Dem Kläger wurde vorgeworfen, während einer Betriebsratssitzung seinem schwarzen Kollegen im Rahmen eines Dialogs über die Herangehensweise an ein bestimmtes Thema Affenlaute in Form von „Ugah, Ugah!“ entgegnet zu haben. Im Folgenden gab der Kläger im Rahmen seiner Anhörung u.a. an, bei „Ugah, Ugah“ handele es sich um ein harmloses Kinder-Spiel der Firma haba. Einen Grund zur Entschuldigung oder Reue sehe er nicht, da er kein Rassist sei und sich auch nicht rassistisch geäußert habe. In dem Kündigungsschutzverfahren gab der Kläger weiterhin u.a. an, die Bezeichnung eines Mitmenschen als „Affe“ sei nicht rassistisch gemeint. Auch Oliver Kahn sei als Affe bezeichnet worden. Der Umgangston im Betriebsrat sei im Allgemeinen mindestens flapsig, oft sogar roh gewesen, was aber nie ein Problem gewesen sei. So werde die Formulierung „Du Arschloch“ allgemein als akzeptabel empfunden. Er berufe sich im Übrigen auf die freie Meinungsäußerung.
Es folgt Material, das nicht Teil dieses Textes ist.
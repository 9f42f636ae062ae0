//! Pixmap extension records
//!
//! Each windowing-system pixmap the engine tracks gets one extension record
//! holding its storage backings and dirty-region state. Records live in a
//! side table keyed by pixmap id and are shared as `Arc<Pixmap>`; a record
//! outlives its table entry while scanout boxes still co-own it.

use alloc::sync::Arc;
use alloc::vec::Vec;
use bitflags::bitflags;
use spin::Mutex;

use crate::device::DmaBuf;
use crate::region::{Rect, Region};
use crate::scanout::ScanoutId;
use crate::surface::Surface;

bitflags! {
    /// Which storage kinds are authoritative for a pixmap
    #[derive(Debug, Clone, Copy, PartialEq, Eq, Default)]
    pub struct BackingFlags: u32 {
        /// Plain host memory
        const SYSMEM = 1 << 0;
        /// DMA-mappable buffer object
        const DMABUF = 1 << 1;
        /// GPU surface
        const SURFACE = 1 << 2;
    }
}

/// Pixmap identity in the side table
#[derive(Debug, Clone, Copy, PartialEq, Eq, PartialOrd, Ord, Hash)]
pub struct PixmapId(pub u32);

/// Pixmap geometry header
#[derive(Debug, Clone, Copy, PartialEq, Eq)]
pub struct PixmapInfo {
    pub width: u32,
    pub height: u32,
    pub depth: u32,
    pub bpp: u32,
    /// Stride in bytes
    pub pitch: u32,
}

impl PixmapInfo {
    /// Full-extent rectangle
    pub fn extent(&self) -> Rect {
        Rect::from_extent(0, 0, self.width, self.height)
    }

    /// Size in bytes of a full system-side pixel block
    pub fn byte_size(&self) -> usize {
        self.pitch as usize * self.height as usize
    }
}

/// Presentation tracking, allocated only while the pixmap is a scanout target
#[derive(Debug, Default)]
pub struct PresentState {
    /// Content drawn to the GPU surface but not yet presented
    pub dirty_present: Region,
    /// Content presented by a present-copy, not yet folded into tracking
    pub present_damage: Region,
    /// Content queued for a dirty-framebuffer notification on next flush
    pub pending_update: Region,
    /// Content queued for a present on next flush
    pub pending_present: Region,
}

/// Mutable per-pixmap state
pub struct PixmapState {
    pub info: PixmapInfo,
    pub backing: BackingFlags,
    /// Host-memory pixel block, allocated lazily
    pub sysmem: Option<Vec<u8>>,
    /// DMA buffer object
    pub dmabuf: Option<Arc<dyn DmaBuf>>,
    /// GPU surface
    pub surface: Option<Arc<dyn Surface>>,
    /// Whether dirty tracking is active
    pub damage: bool,
    /// Valid in system-side backings, stale in the GPU surface
    pub dirty_shadow: Region,
    /// Valid in the GPU surface, stale in system-side backings
    pub dirty_hw: Region,
    /// Present tracking, scanout targets only
    pub present: Option<PresentState>,
    /// Scanout boxes referencing this pixmap, with their screen bounds
    pub scanouts: Vec<(ScanoutId, Rect)>,
    /// Kernel framebuffer object while bound for scanout
    pub fb: Option<u32>,
    /// Outstanding direct-rendering front-buffer references
    pub dri2_fronts: u32,
    /// Queued on the engine's deferred-upload list
    pub sync_queued: bool,
}

impl PixmapState {
    pub fn new(info: PixmapInfo) -> Self {
        Self {
            info,
            backing: BackingFlags::SYSMEM,
            sysmem: None,
            dmabuf: None,
            surface: None,
            damage: false,
            dirty_shadow: Region::new(),
            dirty_hw: Region::new(),
            present: None,
            scanouts: Vec::new(),
            fb: None,
            dri2_fronts: 0,
            sync_queued: false,
        }
    }

    /// Release any storage whose backing flag is clear
    pub fn free_unused_storage(&mut self) {
        if !self.backing.contains(BackingFlags::SYSMEM) && self.sysmem.is_some() {
            self.sysmem = None;
        }
        if !self.backing.contains(BackingFlags::SURFACE) && self.surface.is_some() {
            self.surface = None;
        }
        if !self.backing.contains(BackingFlags::DMABUF) && self.dmabuf.is_some() {
            self.dmabuf = None;
        }
    }

    /// Activate dirty tracking. The side that currently holds the content
    /// starts with the whole extent stale on the other side.
    pub fn add_damage(&mut self) {
        if self.damage {
            return;
        }
        self.damage = true;

        let extent = self.info.extent();
        if self.surface.is_some() {
            self.dirty_hw = Region::from_rect(extent);
        } else {
            self.dirty_shadow = Region::from_rect(extent);
        }
    }

    /// Deactivate dirty tracking unless both a surface and a DMA backing
    /// still need reconciling
    pub fn remove_damage(&mut self) {
        if !self.damage || (self.surface.is_some() && self.dmabuf.is_some()) {
            return;
        }
        self.damage = false;
        self.dirty_hw.clear();
        self.dirty_shadow.clear();
    }

    /// Allocate presentation tracking; implies dirty tracking
    pub fn add_present(&mut self) {
        if self.present.is_none() {
            self.present = Some(PresentState::default());
        }
        self.add_damage();
    }

    /// Tear down presentation tracking
    pub fn remove_present(&mut self) {
        self.present = None;
    }

    /// Whether present-copy destinations may target this pixmap
    pub fn is_present_target(&self) -> bool {
        self.present.is_some()
    }
}

/// A tracked pixmap: identity plus interior-mutable state
pub struct Pixmap {
    pub id: PixmapId,
    pub state: Mutex<PixmapState>,
}

impl Pixmap {
    pub fn new(id: PixmapId, info: PixmapInfo) -> Self {
        Self {
            id,
            state: Mutex::new(PixmapState::new(info)),
        }
    }
}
Der Kläger war abgemahnt wegen einer Beleidigung gegenüber einem anderen Mitarbeiter in Form der Äußerung „Schau woanders hin, sonst ficke ich dich …!“.
2. Das Urteil
Das Arbeitsgericht hatte Vorarbeit in Form einer umfangreichen Beweisaufnahme geleistet, in der sowohl der bestrittene Sachverhalt der Abmahnung als auch der Inhalt und der Ablauf des Dialogs, der zur Kündigung geführt hatte, bestätigt wurden.
Das LAG setzt sich dann mit dem Inhalt der von dem Kläger verübten rassistischen Beleidigung unter Anwendung der kommunikationspsychologischen Theorie nach Schulz von Thun auseinander. Danach ist einer Ansprache mit „Ugah, Ugah!“ gegenüber einem Menschen mit dunkler Hautfarbe folgende Bedeutung immanent:
„Auf der Sachebene: „Ich sehe in dir einen Primaten, der sich nahezu kommunikationsunfähig auf dem geistigen Niveau eines zweijährigen Kindes bewegt.“
Auf der Appellebene: „Hör auf zu reden und tue nicht so, als könntest du denken.“
Auf der Selbstoffenbarungsebene: „Die Hautfarbe eines Mitmenschen ist für mich ein grundsätzlicher und bestimmender Faktor menschlicher Fähigkeiten und Eigenschaften, ich lasse mich also von rassistischen Gedanken leiten.“
Auf der Beziehungsebene: „Ich verachte dich. Die mir gleichen Menschen sind hochwertig, die dir gleichen Menschen sind minderwertig.“
Diese Auffächerung der verschiedenen Kommunikationsebenen zeige, dass es nicht um eine schlicht derbe Beleidigung eines Kollegen gehe wie z.B. „Arschloch“, „dumme Sau“ oder „Stricher“. Vielmehr werde durch die Verbindung zu einem nach § 1 AGG verpönten Merkmal die schlichte Beleidigung, die lediglich ein Zeichen mangelnder Beherrschung und Erziehung wäre, zur Selbstoffenbarung eines Diskriminierenden und in diesem speziellen Fall eines Rassisten. Auch der Hinweis auf die Titulierung von Oliver Kahn als „Affe“ ergebe nichts anderes. Denn Kahn sei alles andere als dunkelhäutig, so dass die damalige Beleidigung zwar wenig schön, aber jedenfalls nicht rassistisch gewesen sei. Das Nachtatverhalten des Klägers schließlich und dessen Uneinsichtigkeit im Verfahren zeige, dass es sich bei der Äußerung des Klägers um kein Spontanversagen oder einen bedauernswerten Ausrutscher gehandelt, sondern der Kläger vorsätzlich und beharrlich gehandelt habe.